Tags: 1952 | alaska | plane | crash | bodies | ice

1952 Alaska Plane Crash Bodies of Servicemen Saved as Ice Melts

Image: 1952 Alaska Plane Crash Bodies of Servicemen Saved as Ice Melts
(REUTERS/U.S. Navy handout)

Blackhawk helicopter lands near aircraft crash site on Colony Glacier.

By    |   Thursday, 17 Mar 2016 07:37 AM

A 1952 Alaska military plane crash site that was hidden in ice for more than 50 years continues to yield remains of airmen, soldiers, sailors and a marine as the Colony Glacier recedes.

Bodies of four more servicemen were recently recovered and identified from the crash of the heavy transport C-124 Globemaster II that went down on Nov. 22, 1952, on the glacier west of Mount Gannett, reported the Air Force Times.

The Globemaster with 52 servicemen aboard went down during a flight from McChord Air Force Base in Washington State to Elmendorf Air Force Base, according to the Alaska Dispatch News.

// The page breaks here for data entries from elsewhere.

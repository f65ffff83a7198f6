//! Trait seams for the external systems the core drives but does not own.
//!
//! Implementations live in `simulated` for the demo shell; tests use the
//! mockall-generated `Mock*` types.

use std::sync::Arc;

use async_trait::async_trait;

use super::error::Result;
use super::models::{FileHandle, ResearchContext, SearchMode, SearchOutcome};

/// Retrieval backend: ranked sources plus a narrative summary.
#[cfg_attr(test, mockall::automock)]
#[async_trait]
pub trait Retriever: Send + Sync {
    async fn search(&self, query: String, mode: SearchMode) -> Result<SearchOutcome>;
}

/// Produces the assistant's answer to one user turn.
#[cfg_attr(test, mockall::automock)]
#[async_trait]
pub trait ReplyGenerator: Send + Sync {
    async fn generate_reply(
        &self,
        user_text: String,
        context: Option<ResearchContext>,
    ) -> Result<String>;
}

/// Processes accepted documents once they have been handed over.
#[cfg_attr(test, mockall::automock)]
#[async_trait]
pub trait UploadProcessor: Send + Sync {
    async fn process_upload(&self, files: Vec<FileHandle>) -> Result<()>;
}

/// Called once with the accepted files after an upload succeeds.
pub type OnUpload = Arc<dyn Fn(&[FileHandle]) + Send + Sync>;

/// Default `OnUpload`: record what was uploaded.
pub fn log_uploaded_files() -> OnUpload {
    Arc::new(|files: &[FileHandle]| {
        for file in files {
            log::info!(
                "Uploaded file: {} ({} bytes, {})",
                file.name,
                file.size_bytes,
                file.mime_type
            );
        }
    })
}
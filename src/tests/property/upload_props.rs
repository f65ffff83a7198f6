//! Property-based tests for upload progress
//!
//! Tests invariants:
//! - Progress never decreases while uploading
//! - Progress stays at or below the cap until the processor answers
//! - Only accepted files are ever retained

use proptest::prelude::*;

use crate::core::error::CollaboratorError;
use crate::core::models::FileHandle;
use crate::core::upload::{UploadPolicy, UploadSignal, UploadStatus, UploadTask};

fn arb_file() -> impl Strategy<Value = FileHandle> {
    ("[a-z]{1,8}", prop::sample::select(vec!["pdf", "PDF", "txt", "docx", "png"]))
        .prop_map(|(stem, ext)| FileHandle::from_path(format!("/nonexistent/{stem}.{ext}")))
}

proptest! {
    #[test]
    fn prop_progress_monotonic_and_capped(
        step in 1u8..=50,
        cap in 1u8..=120,
        ticks in 0usize..40,
    ) {
        let mut task = UploadTask::new(UploadPolicy {
            step,
            cap,
            ..UploadPolicy::default()
        });
        let ticket = task
            .select(vec![FileHandle::from_path("/nonexistent/a.pdf")])
            .unwrap();

        let mut last = task.progress();
        for _ in 0..ticks {
            task.apply(UploadSignal::Tick { task_id: ticket.task_id });
            prop_assert!(task.progress() >= last);
            prop_assert!(task.progress() <= cap.min(99));
            prop_assert_eq!(task.status(), UploadStatus::Uploading);
            last = task.progress();
        }

        task.apply(UploadSignal::Finished { task_id: ticket.task_id, outcome: Ok(()) });
        prop_assert_eq!(task.progress(), 100);
    }

    #[test]
    fn prop_only_accepted_files_retained(files in prop::collection::vec(arb_file(), 0..8)) {
        let mut task = UploadTask::default();
        let expected = files
            .iter()
            .filter(|f| f.name.to_lowercase().ends_with(".pdf"))
            .count();

        match task.select(files) {
            Ok(ticket) => {
                prop_assert_eq!(ticket.files.len(), expected);
                prop_assert!(task.files().iter().all(|f| f.is_type("application/pdf")));
            }
            Err(_) => {
                prop_assert_eq!(expected, 0);
                prop_assert_eq!(task.status(), UploadStatus::Idle);
                prop_assert!(task.files().is_empty());
            }
        }
    }

    #[test]
    fn prop_stale_signals_never_change_state(
        ticks in 0usize..12,
        fail in any::<bool>(),
    ) {
        let mut task = UploadTask::default();
        let pdf = FileHandle::from_path("/nonexistent/a.pdf");
        let first = task.select(vec![pdf.clone()]).unwrap();
        task.apply(UploadSignal::Finished { task_id: first.task_id, outcome: Ok(()) });
        task.apply(UploadSignal::Expired { task_id: first.task_id });
        let second = task.select(vec![pdf]).unwrap();

        for _ in 0..ticks {
            task.apply(UploadSignal::Tick { task_id: second.task_id });
        }
        let progress = task.progress();

        let outcome = if fail {
            Err(CollaboratorError::Upload("late".into()))
        } else {
            Ok(())
        };
        task.apply(UploadSignal::Tick { task_id: first.task_id });
        task.apply(UploadSignal::Finished { task_id: first.task_id, outcome });
        task.apply(UploadSignal::Expired { task_id: first.task_id });

        prop_assert_eq!(task.status(), UploadStatus::Uploading);
        prop_assert_eq!(task.progress(), progress);
    }
}
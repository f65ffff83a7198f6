//! Injectable latency for the simulated collaborators.
//!
//! Collaborators ask a `Latency` how long to suspend instead of rolling
//! their own randomness, so tests can pin timing down.

use std::time::Duration;

use rand::Rng;

pub trait Latency: Send + Sync {
    /// Duration of the next simulated suspension.
    fn sample(&self) -> Duration;
}

/// Always the same delay.
#[derive(Debug, Clone, Copy)]
pub struct Fixed(pub Duration);

impl Fixed {
    pub fn millis(ms: u64) -> Self {
        Self(Duration::from_millis(ms))
    }
}

impl Latency for Fixed {
    fn sample(&self) -> Duration {
        self.0
    }
}

/// `base` plus a uniform jitter in `[0, jitter]`.
#[derive(Debug, Clone, Copy)]
pub struct Jittered {
    pub base: Duration,
    pub jitter: Duration,
}

impl Jittered {
    pub fn millis(base_ms: u64, jitter_ms: u64) -> Self {
        Self {
            base: Duration::from_millis(base_ms),
            jitter: Duration::from_millis(jitter_ms),
        }
    }
}

impl Latency for Jittered {
    fn sample(&self) -> Duration {
        let jitter_ms = self.jitter.as_millis() as u64;
        if jitter_ms == 0 {
            return self.base;
        }
        let extra = rand::thread_rng().gen_range(0..=jitter_ms);
        self.base + Duration::from_millis(extra)
    }
}
//! Recent searches. Enter runs the highlighted one again.

use crossterm::event::{Event, KeyCode, KeyEvent, KeyEventKind, KeyModifiers};
use ratatui::{
    layout::{Constraint, Layout, Rect},
    style::Style,
    text::{Line, Span},
    widgets::{List, ListItem, ListState, Paragraph},
    Frame,
};

use super::super::theme;
use crate::core::search::{SearchGate, HISTORY_CAP};

#[derive(Debug, Clone, Copy, PartialEq, Eq)]
pub enum HistoryInput {
    Ignored,
    Consumed,
    Rerun(usize),
}

#[derive(Debug, Default)]
pub struct HistoryViewState {
    selected: usize,
}

impl HistoryViewState {
    pub fn new() -> Self {
        Self::default()
    }

    pub fn selected(&self) -> usize {
        self.selected
    }

    /// `len` is the current history length; selection is clamped to it.
    pub fn handle_input(&mut self, event: &Event, len: usize) -> HistoryInput {
        let Event::Key(KeyEvent {
            code,
            modifiers,
            kind: KeyEventKind::Press,
            ..
        }) = event
        else {
            return HistoryInput::Ignored;
        };
        if *modifiers != KeyModifiers::NONE || len == 0 {
            return HistoryInput::Ignored;
        }
        self.selected = self.selected.min(len - 1);

        match code {
            KeyCode::Char('j') | KeyCode::Down => {
                self.selected = (self.selected + 1) % len;
                HistoryInput::Consumed
            }
            KeyCode::Char('k') | KeyCode::Up => {
                self.selected = (self.selected + len - 1) % len;
                HistoryInput::Consumed
            }
            KeyCode::Enter | KeyCode::Char('l') => {
                let index = self.selected;
                // rerun moves the entry to the top
                self.selected = 0;
                HistoryInput::Rerun(index)
            }
            _ => HistoryInput::Ignored,
        }
    }

    pub fn render(&self, frame: &mut Frame, area: Rect, gate: &SearchGate) {
        let chunks = Layout::vertical([Constraint::Min(1), Constraint::Length(1)]).split(area);

        let items: Vec<ListItem> = gate
            .history()
            .map(|q| ListItem::new(Line::from(vec![Span::raw("↺ "), Span::raw(q.to_string())])))
            .collect();
        let title = format!("Search History ({}/{HISTORY_CAP})", gate.history_len());
        let list = List::new(items)
            .block(theme::block_focused(&title))
            .style(Style::default().fg(theme::TEXT))
            .highlight_style(theme::highlight())
            .highlight_symbol("▸ ");

        let selected = (gate.history_len() > 0)
            .then(|| self.selected.min(gate.history_len() - 1));
        let mut state = ListState::default().with_selected(selected);
        frame.render_stateful_widget(list, chunks[0], &mut state);

        let help = Line::from(vec![
            Span::styled("j/k", theme::key_hint()),
            Span::raw(":select "),
            Span::styled("Enter", theme::key_hint()),
            Span::raw(":search again"),
        ]);
        frame.render_widget(Paragraph::new(help), chunks[1]);
    }
}
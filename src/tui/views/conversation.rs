//! Discussion panel: transcript display, composer and follow-up suggestions.
//!
//! The transcript itself lives in `core::conversation::Conversation`; this
//! view only owns editing and scrolling state.

use crossterm::event::{Event, KeyCode, KeyEvent, KeyEventKind, KeyModifiers};
use ratatui::{
    layout::{Constraint, Layout, Rect},
    style::{Modifier, Style},
    text::{Line, Span},
    widgets::{Block, Borders, Paragraph, Scrollbar, ScrollbarOrientation, ScrollbarState},
    Frame,
};

use super::super::theme;
use super::{spinner, InputMode};
use crate::core::conversation::Conversation;
use crate::core::error::Rejection;
use crate::core::models::{ConversationTurn, TurnRole};
use crate::tui::events::NotificationLevel;
use crate::tui::services::Services;
use crate::tui::widgets::input_buffer::InputBuffer;

pub const THINKING: &str = "AI is thinking";

// ============================================================================
// Transcript lines
// ============================================================================

fn role_header(turn: &ConversationTurn) -> Line<'static> {
    let (label, color) = match turn.role {
        TurnRole::User => ("You", theme::SUCCESS),
        TurnRole::Assistant => ("Research Assistant", theme::PRIMARY_LIGHT),
    };
    Line::from(vec![
        Span::styled(
            format!("── {label} ──"),
            Style::default().fg(color).add_modifier(Modifier::BOLD),
        ),
        Span::styled(
            format!(" {}", turn.created_at.format("%H:%M")),
            theme::dim(),
        ),
    ])
}

/// Greedy word wrap. Words longer than `width` are split.
pub(crate) fn wrap_text(text: &str, width: usize) -> Vec<String> {
    let width = width.max(1);
    let mut out = Vec::new();

    for paragraph in text.split('\n') {
        let mut line = String::new();
        for word in paragraph.split_whitespace() {
            let mut word = word;
            while word.chars().count() > width {
                if !line.is_empty() {
                    out.push(std::mem::take(&mut line));
                }
                let split = word
                    .char_indices()
                    .nth(width)
                    .map(|(i, _)| i)
                    .unwrap_or(word.len());
                out.push(word[..split].to_string());
                word = &word[split..];
            }
            if word.is_empty() {
                continue;
            }

            let needed = if line.is_empty() {
                word.chars().count()
            } else {
                line.chars().count() + 1 + word.chars().count()
            };
            if needed > width {
                out.push(std::mem::take(&mut line));
            }
            if !line.is_empty() {
                line.push(' ');
            }
            line.push_str(word);
        }
        out.push(line);
    }
    out
}

fn turn_lines(turn: &ConversationTurn, width: usize, tick: u64) -> Vec<Line<'static>> {
    let mut out = vec![role_header(turn)];

    if turn.pending {
        let dots = ".".repeat((tick / 4 % 4) as usize);
        out.push(Line::styled(
            format!("{} {THINKING}{dots}", spinner(tick)),
            Style::default()
                .fg(theme::TEXT_MUTED)
                .add_modifier(Modifier::ITALIC),
        ));
    } else {
        out.extend(wrap_text(&turn.text, width).into_iter().map(Line::raw));
    }

    if !turn.source_refs.is_empty() {
        out.push(Line::styled(
            format!("Sources: {}", turn.source_refs.join(", ")),
            Style::default().fg(theme::ACCENT),
        ));
    }
    out.push(Line::raw(""));
    out
}

// ============================================================================
// View state
// ============================================================================

pub struct ConversationView {
    input_mode: InputMode,
    input: InputBuffer,
    scroll_offset: usize,
    auto_scroll: bool,
    suggestion_cursor: usize,
}

impl Default for ConversationView {
    fn default() -> Self {
        Self::new()
    }
}

impl ConversationView {
    pub fn new() -> Self {
        Self {
            input_mode: InputMode::Normal,
            input: InputBuffer::new(),
            scroll_offset: 0,
            auto_scroll: true,
            suggestion_cursor: 0,
        }
    }

    pub fn input_mode(&self) -> InputMode {
        self.input_mode
    }

    pub fn input_text(&self) -> &str {
        self.input.text()
    }

    /// Forget scroll and draft, e.g. when a new search replaces the transcript.
    pub fn reset(&mut self) {
        self.input.clear();
        self.input_mode = InputMode::Normal;
        self.suggestion_cursor = 0;
        self.scroll_to_bottom();
    }

    // ── Input handling (two-phase) ───────────────────────────────────

    /// Returns true if the event was consumed.
    pub fn handle_input(
        &mut self,
        event: &Event,
        conversation: &mut Conversation,
        services: &Services,
    ) -> bool {
        if let Event::Paste(text) = event {
            if self.input_mode == InputMode::Insert {
                self.input.insert_str(text);
                return true;
            }
            return false;
        }

        let Event::Key(KeyEvent {
            code,
            modifiers,
            kind: KeyEventKind::Press,
            ..
        }) = event
        else {
            return false;
        };

        match self.input_mode {
            InputMode::Insert => {
                self.handle_insert_input(*code, *modifiers, conversation, services)
            }
            InputMode::Normal => {
                self.handle_normal_input(*code, *modifiers, conversation, services)
            }
        }
    }

    fn handle_insert_input(
        &mut self,
        code: KeyCode,
        modifiers: KeyModifiers,
        conversation: &mut Conversation,
        services: &Services,
    ) -> bool {
        match (modifiers, code) {
            (KeyModifiers::CONTROL, KeyCode::Char('c')) => return false,
            (_, KeyCode::Tab) | (_, KeyCode::BackTab) => return false,
            _ => {}
        }

        match (modifiers, code) {
            (KeyModifiers::NONE, KeyCode::Esc) => self.input_mode = InputMode::Normal,
            (KeyModifiers::NONE, KeyCode::Enter) => self.send(conversation, services),
            (KeyModifiers::NONE, KeyCode::Backspace) => self.input.backspace(),
            (KeyModifiers::NONE, KeyCode::Delete) => self.input.delete(),
            (KeyModifiers::NONE, KeyCode::Left) => self.input.move_left(),
            (KeyModifiers::NONE, KeyCode::Right) => self.input.move_right(),
            (KeyModifiers::NONE, KeyCode::Home) | (KeyModifiers::CONTROL, KeyCode::Char('a')) => {
                self.input.move_home()
            }
            (KeyModifiers::NONE, KeyCode::End) | (KeyModifiers::CONTROL, KeyCode::Char('e')) => {
                self.input.move_end()
            }
            (KeyModifiers::CONTROL, KeyCode::Char('u')) => self.input.clear(),
            (KeyModifiers::NONE | KeyModifiers::SHIFT, KeyCode::Char(c)) => {
                self.input.insert_char(c)
            }
            _ => {}
        }
        true
    }

    fn handle_normal_input(
        &mut self,
        code: KeyCode,
        modifiers: KeyModifiers,
        conversation: &mut Conversation,
        services: &Services,
    ) -> bool {
        if modifiers != KeyModifiers::NONE && modifiers != KeyModifiers::SHIFT {
            return false;
        }

        match code {
            KeyCode::Char('i') | KeyCode::Char('a') | KeyCode::Enter => {
                self.input_mode = InputMode::Insert;
            }
            KeyCode::Char('s') => {
                let suggestions = conversation.suggestions();
                if suggestions.is_empty() {
                    return true;
                }
                let pick = suggestions[self.suggestion_cursor % suggestions.len()];
                self.suggestion_cursor = (self.suggestion_cursor + 1) % suggestions.len();
                self.input.set(pick);
                self.input_mode = InputMode::Insert;
            }
            KeyCode::Char('y') => match conversation.latest_reply() {
                Some(turn) => services.copy_to_clipboard(&turn.text),
                None => services.notify("No reply to copy yet", NotificationLevel::Info),
            },
            KeyCode::Char('c') => match conversation.clear() {
                Ok(()) => self.reset(),
                Err(_) => services.notify(
                    "Wait for the current reply before clearing",
                    NotificationLevel::Warning,
                ),
            },
            KeyCode::Char('j') | KeyCode::Down => self.scroll_down(1),
            KeyCode::Char('k') | KeyCode::Up => self.scroll_up(1),
            KeyCode::Char('G') | KeyCode::End => self.scroll_to_bottom(),
            KeyCode::Char('g') | KeyCode::Home => self.scroll_to_top(),
            KeyCode::PageDown => self.scroll_down(10),
            KeyCode::PageUp => self.scroll_up(10),
            _ => return false,
        }
        true
    }

    fn send(&mut self, conversation: &mut Conversation, services: &Services) {
        match conversation.submit(self.input.text()) {
            Ok(exchange) => {
                self.input.clear();
                self.scroll_to_bottom();
                services.spawn_reply(exchange, conversation.context().cloned());
            }
            // Draft stays put until the reply lands.
            Err(Rejection::ConcurrentSubmission) => {}
            Err(_) => self.input.clear(),
        }
    }

    // ── Scrolling ────────────────────────────────────────────────────

    fn scroll_down(&mut self, n: usize) {
        self.scroll_offset = self.scroll_offset.saturating_add(n);
        self.auto_scroll = false;
    }

    fn scroll_up(&mut self, n: usize) {
        self.scroll_offset = self.scroll_offset.saturating_sub(n);
        self.auto_scroll = false;
    }

    fn scroll_to_bottom(&mut self) {
        self.scroll_offset = usize::MAX;
        self.auto_scroll = true;
    }

    fn scroll_to_top(&mut self) {
        self.scroll_offset = 0;
        self.auto_scroll = false;
    }

    // ── Rendering ────────────────────────────────────────────────────

    pub fn render(&self, frame: &mut Frame, area: Rect, conversation: &Conversation, tick: u64) {
        let suggestions = conversation.suggestions();
        let suggestion_height = if suggestions.is_empty() {
            0
        } else {
            suggestions.len() as u16 + 1
        };

        let chunks = Layout::vertical([
            Constraint::Min(1),
            Constraint::Length(suggestion_height),
            Constraint::Length(4),
        ])
        .split(area);

        self.render_messages(frame, chunks[0], conversation, tick);
        if !suggestions.is_empty() {
            self.render_suggestions(frame, chunks[1], suggestions);
        }
        self.render_input(frame, chunks[2], conversation);
    }

    fn render_messages(
        &self,
        frame: &mut Frame,
        area: Rect,
        conversation: &Conversation,
        tick: u64,
    ) {
        let block = Block::default()
            .borders(Borders::ALL)
            .border_style(theme::border_default())
            .title(" Discussion ");
        let inner = block.inner(area);
        frame.render_widget(block, area);

        if conversation.is_empty() {
            let welcome = Paragraph::new(vec![
                Line::raw(""),
                Line::styled("  Ask anything about your research.", theme::title()),
                Line::raw(""),
                Line::styled("  Press i or Enter to start typing.", theme::muted()),
            ]);
            frame.render_widget(welcome, inner);
            return;
        }

        let width = inner.width.saturating_sub(1) as usize;
        let all_lines: Vec<Line> = conversation
            .turns()
            .iter()
            .flat_map(|t| turn_lines(t, width, tick))
            .collect();

        let visible_height = inner.height as usize;
        let total = all_lines.len();
        let max_scroll = total.saturating_sub(visible_height);
        let effective_scroll = if self.auto_scroll {
            max_scroll
        } else {
            self.scroll_offset.min(max_scroll)
        };

        let visible: Vec<Line> = all_lines
            .into_iter()
            .skip(effective_scroll)
            .take(visible_height)
            .collect();
        frame.render_widget(Paragraph::new(visible), inner);

        if total > visible_height {
            let mut scrollbar_state = ScrollbarState::new(total)
                .position(effective_scroll)
                .viewport_content_length(visible_height);
            frame.render_stateful_widget(
                Scrollbar::new(ScrollbarOrientation::VerticalRight),
                area,
                &mut scrollbar_state,
            );
        }
    }

    fn render_suggestions(&self, frame: &mut Frame, area: Rect, suggestions: &[&str]) {
        let mut lines = vec![Line::styled(" Suggested questions (s to use)", theme::heading())];
        let next = self.suggestion_cursor % suggestions.len();
        for (i, q) in suggestions.iter().enumerate() {
            let style = if i == next {
                theme::highlight()
            } else {
                theme::muted()
            };
            lines.push(Line::styled(format!("  • {q}"), style));
        }
        frame.render_widget(Paragraph::new(lines), area);
    }

    fn render_input(&self, frame: &mut Frame, area: Rect, conversation: &Conversation) {
        let awaiting = conversation.is_awaiting_reply();
        let badge = match self.input_mode {
            InputMode::Insert => Span::styled(" -- INSERT -- ", theme::insert_badge()),
            InputMode::Normal => Span::styled(" -- NORMAL -- ", theme::normal_badge()),
        };
        let mut mode_spans = vec![badge];
        if awaiting {
            mode_spans.push(Span::raw(" "));
            mode_spans.push(Span::styled(
                "waiting for reply...",
                Style::default().fg(theme::PRIMARY_LIGHT),
            ));
        }

        let chunks = Layout::vertical([Constraint::Length(1), Constraint::Min(1)]).split(area);
        frame.render_widget(Paragraph::new(Line::from(mode_spans)), chunks[0]);

        let editing = self.input_mode == InputMode::Insert;
        let block = if editing {
            theme::block_focused("Ask a follow-up (Esc to exit)")
        } else {
            theme::block_default("Ask a follow-up")
        };
        let line = self
            .input
            .line(editing, "Ask a follow-up question... (i to type)");
        frame.render_widget(Paragraph::new(line).block(block), chunks[1]);
    }
}
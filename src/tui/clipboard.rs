//! Copy text to the host clipboard through the terminal (OSC 52).

use std::io::{self, Write};
use std::sync::Mutex;

use base64::engine::general_purpose::STANDARD;
use base64::Engine;

pub trait Clipboard: Send + Sync {
    fn copy(&self, text: &str) -> io::Result<()>;
}

/// `ESC ] 52 ; c ; <base64> BEL`
pub fn osc52_sequence(text: &str) -> String {
    format!("\x1b]52;c;{}\x07", STANDARD.encode(text))
}

/// Asks the terminal emulator to set the system clipboard. Works over SSH
/// when the terminal allows OSC 52.
#[derive(Debug, Default, Clone, Copy)]
pub struct Osc52Clipboard;

impl Clipboard for Osc52Clipboard {
    fn copy(&self, text: &str) -> io::Result<()> {
        let mut stdout = io::stdout().lock();
        stdout.write_all(osc52_sequence(text).as_bytes())?;
        stdout.flush()
    }
}

/// Keeps everything copied, in order. For headless runs.
#[derive(Debug, Default)]
pub struct MemoryClipboard {
    copied: Mutex<Vec<String>>,
}

impl MemoryClipboard {
    pub fn new() -> Self {
        Self::default()
    }

    pub fn last(&self) -> Option<String> {
        self.copied.lock().ok().and_then(|c| c.last().cloned())
    }

    pub fn len(&self) -> usize {
        self.copied.lock().map(|c| c.len()).unwrap_or(0)
    }

    pub fn is_empty(&self) -> bool {
        self.len() == 0
    }
}

impl Clipboard for MemoryClipboard {
    fn copy(&self, text: &str) -> io::Result<()> {
        self.copied
            .lock()
            .map_err(|_| io::Error::other("clipboard lock poisoned"))?
            .push(text.to_string());
        Ok(())
    }
}
use std::path::{Path, PathBuf};
use std::time::Duration;

use serde::{Deserialize, Serialize};

use crate::core::models::PDF_MIME;
use crate::core::upload::{UploadPolicy, UploadTiming};

/// Top-level application configuration.
#[derive(Debug, Clone, Default, Serialize, Deserialize)]
#[serde(default)]
pub struct AppConfig {
    pub tui: TuiConfig,
    pub simulation: SimulationConfig,
    pub upload: UploadConfig,
    pub data: DataConfig,
}

/// TUI-specific configuration.
#[derive(Debug, Clone, Serialize, Deserialize)]
#[serde(default)]
pub struct TuiConfig {
    /// Tick interval in milliseconds for the event loop.
    pub tick_rate_ms: u64,
    /// Enable mouse support in the terminal.
    pub mouse_enabled: bool,
}

/// Timing and failure behavior of the simulated collaborators.
#[derive(Debug, Clone, Serialize, Deserialize)]
#[serde(default)]
pub struct SimulationConfig {
    /// How long the search bar shows "searching", independent of retrieval.
    pub search_display_ms: u64,
    pub search_latency_ms: u64,
    pub reply_base_ms: u64,
    /// Uniform extra delay in `[0, reply_jitter_ms]`.
    pub reply_jitter_ms: u64,
    /// Probability in `[0, 1]`.
    pub reply_failure_rate: f64,
    pub upload_processing_ms: u64,
    pub upload_failure_rate: f64,
}

#[derive(Debug, Clone, Serialize, Deserialize)]
#[serde(default)]
pub struct UploadConfig {
    pub tick_ms: u64,
    pub step: u8,
    pub cap: u8,
    /// How long success/error stays on screen before resetting.
    pub dwell_ms: u64,
    pub accepted_mime: String,
}

/// Data directory configuration.
#[derive(Debug, Clone, Default, Serialize, Deserialize)]
#[serde(default)]
pub struct DataConfig {
    /// Override the default data directory.
    pub data_dir: Option<PathBuf>,
}

impl Default for TuiConfig {
    fn default() -> Self {
        Self {
            tick_rate_ms: 50,
            mouse_enabled: false,
        }
    }
}

impl Default for SimulationConfig {
    fn default() -> Self {
        Self {
            search_display_ms: 1500,
            search_latency_ms: 2000,
            reply_base_ms: 1000,
            reply_jitter_ms: 2000,
            reply_failure_rate: 0.0,
            upload_processing_ms: 2000,
            upload_failure_rate: 0.0,
        }
    }
}

impl Default for UploadConfig {
    fn default() -> Self {
        Self {
            tick_ms: 200,
            step: 10,
            cap: 90,
            dwell_ms: 2000,
            accepted_mime: PDF_MIME.to_string(),
        }
    }
}

/// Where a loaded config came from. Kept so the outcome can be logged once
/// the subscriber is up.
#[derive(Debug, Clone, PartialEq)]
pub enum ConfigSource {
    File(PathBuf),
    Missing(PathBuf),
    Invalid { path: PathBuf, error: String },
}

impl ConfigSource {
    pub fn log(&self) {
        match self {
            Self::File(path) => log::info!("Loaded config from {}", path.display()),
            Self::Missing(path) => {
                log::debug!("No config file at {}, using defaults", path.display())
            }
            Self::Invalid { path, error } => log::warn!(
                "Failed to parse config at {}: {error}, using defaults",
                path.display()
            ),
        }
    }
}

impl AppConfig {
    /// Load configuration from `<config_dir>/research-assistant/config.toml`.
    /// Returns `Default` if the file is missing or unparseable.
    pub fn load() -> Self {
        Self::load_from(&Self::config_path())
    }

    pub fn load_from(config_path: &Path) -> Self {
        let (config, source) = Self::read_from(config_path);
        source.log();
        config
    }

    /// Like `load`, but leaves logging to the caller. Used before the
    /// logger exists.
    pub fn read() -> (Self, ConfigSource) {
        Self::read_from(&Self::config_path())
    }

    pub fn read_from(config_path: &Path) -> (Self, ConfigSource) {
        let path = config_path.to_path_buf();
        match std::fs::read_to_string(config_path) {
            Ok(contents) => match toml::from_str(&contents) {
                Ok(config) => (config, ConfigSource::File(path)),
                Err(e) => (
                    Self::default(),
                    ConfigSource::Invalid {
                        path,
                        error: e.to_string(),
                    },
                ),
            },
            Err(_) => (Self::default(), ConfigSource::Missing(path)),
        }
    }

    /// Resolved data directory (override or XDG default).
    pub fn data_dir(&self) -> PathBuf {
        self.data.data_dir.clone().unwrap_or_else(|| {
            dirs::data_dir()
                .map(|d| d.join("research-assistant"))
                .unwrap_or_else(|| PathBuf::from("data"))
        })
    }

    pub fn log_dir(&self) -> PathBuf {
        self.data_dir().join("logs")
    }

    pub fn tick_rate(&self) -> Duration {
        Duration::from_millis(self.tui.tick_rate_ms.max(1))
    }

    pub fn search_display(&self) -> Duration {
        Duration::from_millis(self.simulation.search_display_ms)
    }

    pub fn upload_policy(&self) -> UploadPolicy {
        UploadPolicy {
            accepted_mime: self.upload.accepted_mime.clone(),
            step: self.upload.step.max(1),
            cap: self.upload.cap.min(99),
        }
    }

    pub fn upload_timing(&self) -> UploadTiming {
        UploadTiming {
            tick: Duration::from_millis(self.upload.tick_ms.max(1)),
            dwell: Duration::from_millis(self.upload.dwell_ms),
        }
    }

    fn config_path() -> PathBuf {
        dirs::config_dir()
            .map(|d| d.join("research-assistant").join("config.toml"))
            .unwrap_or_else(|| PathBuf::from("config.toml"))
    }
}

The plane's wreckage was found six days later but quickly disappeared because of the shifting glacier, leaving it buried until 2012.

Navy Lt. Cmdr. Paul Cocker, a lead planner for Operation Colony Glacier, a mission started in 2012 to recover the remains and debris from the flight, told the Air Force Times that the glacier moves between 200 and 300 meters each year, exposing more of the wreckage as it recedes.

The Air Force identified the four bodies found last month as Capt. Kenneth Duvall, 2nd Lt. Robert Moon, 2nd Class Thomas Condon and Conrad Sprague, said the Air Force Times.

"We don't know how far up the glacier the debris field, if you will, may exist," Cocker told the Air Force Times "A good estimate would be three to five more years, just based on what we've seen over the past four summers. I don't think anybody would be able to predict exactly how long this will go."

Since the discovery of the debris field in 2012, searchers from the Alaskan Command and Alaska National Guard have been supporting Operation Colony Glacier each summer, noted an Air Force release.

The Air Force's Medical Examiner System used testing done by the Armed Forces DNA Identification Laboratory, along with other forensic evidence, to identify the service members, noted the Air Force.

The Air Force Times said 31 of the 52 service members on the 1952 flight have been identified so far, including 25 from the Air Force, four from the Army, one from the Navy and one from the Marine Corps.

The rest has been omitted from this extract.